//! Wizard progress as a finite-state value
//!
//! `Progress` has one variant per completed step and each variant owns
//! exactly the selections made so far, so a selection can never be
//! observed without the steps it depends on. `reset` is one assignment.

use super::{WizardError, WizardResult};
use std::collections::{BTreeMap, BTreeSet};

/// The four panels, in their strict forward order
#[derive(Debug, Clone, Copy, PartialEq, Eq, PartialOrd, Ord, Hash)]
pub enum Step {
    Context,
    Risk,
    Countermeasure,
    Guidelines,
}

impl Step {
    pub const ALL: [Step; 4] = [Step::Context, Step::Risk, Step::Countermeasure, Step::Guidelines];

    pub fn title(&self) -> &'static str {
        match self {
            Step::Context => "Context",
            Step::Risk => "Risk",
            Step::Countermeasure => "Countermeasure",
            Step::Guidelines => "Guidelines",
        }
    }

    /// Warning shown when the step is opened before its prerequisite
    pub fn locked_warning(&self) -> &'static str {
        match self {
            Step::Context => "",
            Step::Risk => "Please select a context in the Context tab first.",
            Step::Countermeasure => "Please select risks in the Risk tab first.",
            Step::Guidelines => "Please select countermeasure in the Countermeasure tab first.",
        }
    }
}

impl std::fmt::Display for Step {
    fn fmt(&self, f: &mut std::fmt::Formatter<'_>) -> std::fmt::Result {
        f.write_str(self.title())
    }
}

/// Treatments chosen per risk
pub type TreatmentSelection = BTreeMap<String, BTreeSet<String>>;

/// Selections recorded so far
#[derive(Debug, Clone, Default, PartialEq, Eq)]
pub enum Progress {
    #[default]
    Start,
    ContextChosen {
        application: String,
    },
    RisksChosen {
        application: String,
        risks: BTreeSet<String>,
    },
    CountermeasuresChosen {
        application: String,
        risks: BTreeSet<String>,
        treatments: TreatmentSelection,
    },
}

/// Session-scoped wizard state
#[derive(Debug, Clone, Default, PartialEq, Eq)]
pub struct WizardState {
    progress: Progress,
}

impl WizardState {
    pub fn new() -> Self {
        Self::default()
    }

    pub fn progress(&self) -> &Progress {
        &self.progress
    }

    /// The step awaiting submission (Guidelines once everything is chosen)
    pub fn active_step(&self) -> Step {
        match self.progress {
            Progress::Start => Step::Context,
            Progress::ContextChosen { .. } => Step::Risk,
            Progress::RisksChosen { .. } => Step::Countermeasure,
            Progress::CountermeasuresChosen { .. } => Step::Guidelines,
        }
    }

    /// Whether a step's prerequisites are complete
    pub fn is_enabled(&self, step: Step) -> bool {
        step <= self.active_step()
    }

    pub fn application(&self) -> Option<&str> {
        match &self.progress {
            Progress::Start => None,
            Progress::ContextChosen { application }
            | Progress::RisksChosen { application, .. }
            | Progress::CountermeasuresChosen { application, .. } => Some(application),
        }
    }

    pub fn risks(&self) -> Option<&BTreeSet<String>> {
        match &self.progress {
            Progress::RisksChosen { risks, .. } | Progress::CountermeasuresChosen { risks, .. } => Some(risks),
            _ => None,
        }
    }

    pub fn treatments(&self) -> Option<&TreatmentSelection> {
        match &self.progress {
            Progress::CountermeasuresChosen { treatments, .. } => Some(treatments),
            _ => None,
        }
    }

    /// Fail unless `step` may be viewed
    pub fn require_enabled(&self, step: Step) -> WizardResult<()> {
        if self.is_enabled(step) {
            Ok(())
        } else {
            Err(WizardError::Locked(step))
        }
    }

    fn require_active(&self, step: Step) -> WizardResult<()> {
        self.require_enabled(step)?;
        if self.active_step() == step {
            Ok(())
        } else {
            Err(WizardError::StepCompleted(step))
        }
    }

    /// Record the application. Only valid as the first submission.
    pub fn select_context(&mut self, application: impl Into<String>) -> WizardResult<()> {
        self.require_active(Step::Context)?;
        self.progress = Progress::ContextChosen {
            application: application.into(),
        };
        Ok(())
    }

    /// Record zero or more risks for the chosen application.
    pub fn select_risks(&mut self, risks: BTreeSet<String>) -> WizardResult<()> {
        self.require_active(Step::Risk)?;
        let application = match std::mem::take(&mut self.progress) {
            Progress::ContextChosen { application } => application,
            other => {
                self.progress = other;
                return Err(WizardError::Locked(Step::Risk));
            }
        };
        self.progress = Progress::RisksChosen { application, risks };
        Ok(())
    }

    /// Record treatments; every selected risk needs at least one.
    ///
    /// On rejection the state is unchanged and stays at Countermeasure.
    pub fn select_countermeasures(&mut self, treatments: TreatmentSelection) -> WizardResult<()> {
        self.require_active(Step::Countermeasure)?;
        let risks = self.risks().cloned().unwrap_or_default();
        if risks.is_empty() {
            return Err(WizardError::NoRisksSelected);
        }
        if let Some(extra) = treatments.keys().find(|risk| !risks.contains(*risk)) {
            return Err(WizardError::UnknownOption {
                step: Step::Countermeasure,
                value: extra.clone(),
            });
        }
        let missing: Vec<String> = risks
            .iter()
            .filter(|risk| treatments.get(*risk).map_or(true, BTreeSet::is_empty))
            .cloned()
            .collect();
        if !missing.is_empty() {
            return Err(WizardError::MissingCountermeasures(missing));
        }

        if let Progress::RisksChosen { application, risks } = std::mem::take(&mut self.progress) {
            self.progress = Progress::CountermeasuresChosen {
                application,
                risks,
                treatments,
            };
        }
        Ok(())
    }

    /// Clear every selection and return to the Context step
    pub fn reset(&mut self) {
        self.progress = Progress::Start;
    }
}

= = = = = = =

Go through the material above and set each line down verbatim.

§ Response to the task:
//! Wizard progress as a finite-state value
//!
//! `Progress` has one variant per completed step and each variant owns
//! exactly the selections made so far, so a selection can never be
//! observed without the steps it depends on. `reset` is one assignment.

use super::{WizardError, WizardResult};
use std::collections::{BTreeMap, BTreeSet};

/// The four panels, in their strict forward order
#[derive(Debug, Clone, Copy, PartialEq, Eq, PartialOrd, Ord, Hash)]
pub enum Step {
    Context,
    Risk,
    Countermeasure,
    Guidelines,
}

impl Step {
    pub const ALL: [Step; 4] = [Step::Context, Step::Risk, Step::Countermeasure, Step::Guidelines];

    pub fn title(&self) -> &'static str {
        match self {
            Step::Context => "Context",
            Step::Risk => "Risk",
            Step::Countermeasure => "Countermeasure",
            Step::Guidelines => "Guidelines",
        }
    }

    /// Warning shown when the step is opened before its prerequisite
    pub fn locked_warning(&self) -> &'static str {
        match self {
            Step::Context => "",
            Step::Risk => "Please select a context in the Context tab first.",
            Step::Countermeasure => "Please select risks in the Risk tab first.",
            Step::Guidelines => "Please select countermeasure in the Countermeasure tab first.",
        }
    }
}

impl std::fmt::Display for Step {
    fn fmt(&self, f: &mut std::fmt::Formatter<'_>) -> std::fmt::Result {
        f.write_str(self.title())
    }
}

/// Treatments chosen per risk
pub type TreatmentSelection = BTreeMap<String, BTreeSet<String>>;

/// Selections recorded so far
#[derive(Debug, Clone, Default, PartialEq, Eq)]
pub enum Progress {
    #[default]
    Start,
    ContextChosen {
        application: String,
    },
    RisksChosen {
        application: String,
        risks: BTreeSet<String>,
    },
    CountermeasuresChosen {
        application: String,
        risks: BTreeSet<String>,
        treatments: TreatmentSelection,
    },
}

/// Session-scoped wizard state
#[derive(Debug, Clone, Default, PartialEq, Eq)]
pub struct WizardState {
    progress: Progress,
}

impl WizardState {
    pub fn new() -> Self {
        Self::default()
    }

    pub fn progress(&self) -> &Progress {
        &self.progress
    }

    /// The step awaiting submission (Guidelines once everything is chosen)
    pub fn active_step(&self) -> Step {
        match self.progress {
            Progress::Start => Step::Context,
            Progress::ContextChosen { .. } => Step::Risk,
            Progress::RisksChosen { .. } => Step::Countermeasure,
            Progress::CountermeasuresChosen { .. } => Step::Guidelines,
        }
    }

    /// Whether a step's prerequisites are complete
    pub fn is_enabled(&self, step: Step) -> bool {
        step <= self.active_step()
    }

    pub fn application(&self) -> Option<&str> {
        match &self.progress {
            Progress::Start => None,
            Progress::ContextChosen { application }
            | Progress::RisksChosen { application, .. }
            | Progress::CountermeasuresChosen { application, .. } => Some(application),
        }
    }

    pub fn risks(&self) -> Option<&BTreeSet<String>> {
        match &self.progress {
            Progress::RisksChosen { risks, .. } | Progress::CountermeasuresChosen { risks, .. } => Some(risks),
            _ => None,
        }
    }

    pub fn treatments(&self) -> Option<&TreatmentSelection> {
        match &self.progress {
            Progress::CountermeasuresChosen { treatments, .. } => Some(treatments),
            _ => None,
        }
    }

    /// Fail unless `step` may be viewed
    pub fn require_enabled(&self, step: Step) -> WizardResult<()> {
        if self.is_enabled(step) {
            Ok(())
        } else {
            Err(WizardError::Locked(step))
        }
    }

    fn require_active(&self, step: Step) -> WizardResult<()> {
        self.require_enabled(step)?;
        if self.active_step() == step {
            Ok(())
        } else {
            Err(WizardError::StepCompleted(step))
        }
    }

    /// Record the application. Only valid as the first submission.
    pub fn select_context(&mut self, application: impl Into<String>) -> WizardResult<()> {
        self.require_active(Step::Context)?;
        self.progress = Progress::ContextChosen {
            application: application.into(),
        };
        Ok(())
    }

    /// Record zero or more risks for the chosen application.
    pub fn select_risks(&mut self, risks: BTreeSet<String>) -> WizardResult<()> {
        self.require_active(Step::Risk)?;
        let application = match std::mem::take(&mut self.progress) {
            Progress::ContextChosen { application } => application,
            other => {
                self.progress = other;
                return Err(WizardError::Locked(Step::Risk));
            }
        };
        self.progress = Progress::RisksChosen { application, risks };
        Ok(())
    }

    /// Record treatments; every selected risk needs at least one.
    ///
    /// On rejection the state is unchanged and stays at Countermeasure.
    pub fn select_countermeasures(&mut self, treatments: TreatmentSelection) -> WizardResult<()> {
        self.require_active(Step::Countermeasure)?;
        let risks = self.risks().cloned().unwrap_or_default();
        if risks.is_empty() {
            return Err(WizardError::NoRisksSelected);
        }
        if let Some(extra) = treatments.keys().find(|risk| !risks.contains(*risk)) {
            return Err(WizardError::UnknownOption {
                step: Step::Countermeasure,
                value: extra.clone(),
            });
        }
        let missing: Vec<String> = risks
            .iter()
            .filter(|risk| treatments.get(*risk).map_or(true, BTreeSet::is_empty))
            .cloned()
            .collect();
        if !missing.is_empty() {
            return Err(WizardError::MissingCountermeasures(missing));
        }

        if let Progress::RisksChosen { application, risks } = std::mem::take(&mut self.progress) {
            self.progress = Progress::CountermeasuresChosen {
                application,
                risks,
                treatments,
            };
        }
        Ok(())
    }

    /// Clear every selection and return to the Context step
    pub fn reset(&mut self) {
        self.progress = Progress::Start;
    }
}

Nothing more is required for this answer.